(Records contained in a dataset)

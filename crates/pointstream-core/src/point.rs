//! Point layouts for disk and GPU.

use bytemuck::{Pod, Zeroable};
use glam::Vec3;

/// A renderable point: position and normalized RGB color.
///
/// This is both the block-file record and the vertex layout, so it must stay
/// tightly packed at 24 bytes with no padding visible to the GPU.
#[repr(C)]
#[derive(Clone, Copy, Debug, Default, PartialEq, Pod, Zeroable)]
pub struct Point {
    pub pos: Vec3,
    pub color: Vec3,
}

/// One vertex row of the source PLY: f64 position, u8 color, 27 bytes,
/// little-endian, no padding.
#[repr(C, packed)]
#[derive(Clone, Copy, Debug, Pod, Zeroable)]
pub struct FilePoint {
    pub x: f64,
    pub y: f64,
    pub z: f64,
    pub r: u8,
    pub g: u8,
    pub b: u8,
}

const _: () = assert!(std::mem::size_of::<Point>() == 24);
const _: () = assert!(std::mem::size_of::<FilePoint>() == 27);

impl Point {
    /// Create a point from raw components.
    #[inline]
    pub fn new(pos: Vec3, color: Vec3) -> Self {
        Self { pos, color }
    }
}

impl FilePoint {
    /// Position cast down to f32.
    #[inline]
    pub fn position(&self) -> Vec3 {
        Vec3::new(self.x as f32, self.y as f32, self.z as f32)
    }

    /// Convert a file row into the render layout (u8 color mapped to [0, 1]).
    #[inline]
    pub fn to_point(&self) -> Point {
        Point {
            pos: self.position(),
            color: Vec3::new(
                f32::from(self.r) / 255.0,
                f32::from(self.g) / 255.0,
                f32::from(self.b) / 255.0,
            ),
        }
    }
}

Directions
Set down exactly the lines that begin the records and continue through the line bearing "#[derive(Clone, Copy, Debug, Default, PartialEq, Pod, Zeroable)]"; include both ends.

Task solution
filename crates/pointstream-core/src/point.rs
//! Point layouts for disk and GPU.

use bytemuck::{Pod, Zeroable};
use glam::Vec3;

/// A renderable point: position and normalized RGB color.
///
/// This is both the block-file record and the vertex layout, so it must stay
/// tightly packed at 24 bytes with no padding visible to the GPU.
#[repr(C)]
#[derive(Clone, Copy, Debug, Default, PartialEq, Pod, Zeroable)]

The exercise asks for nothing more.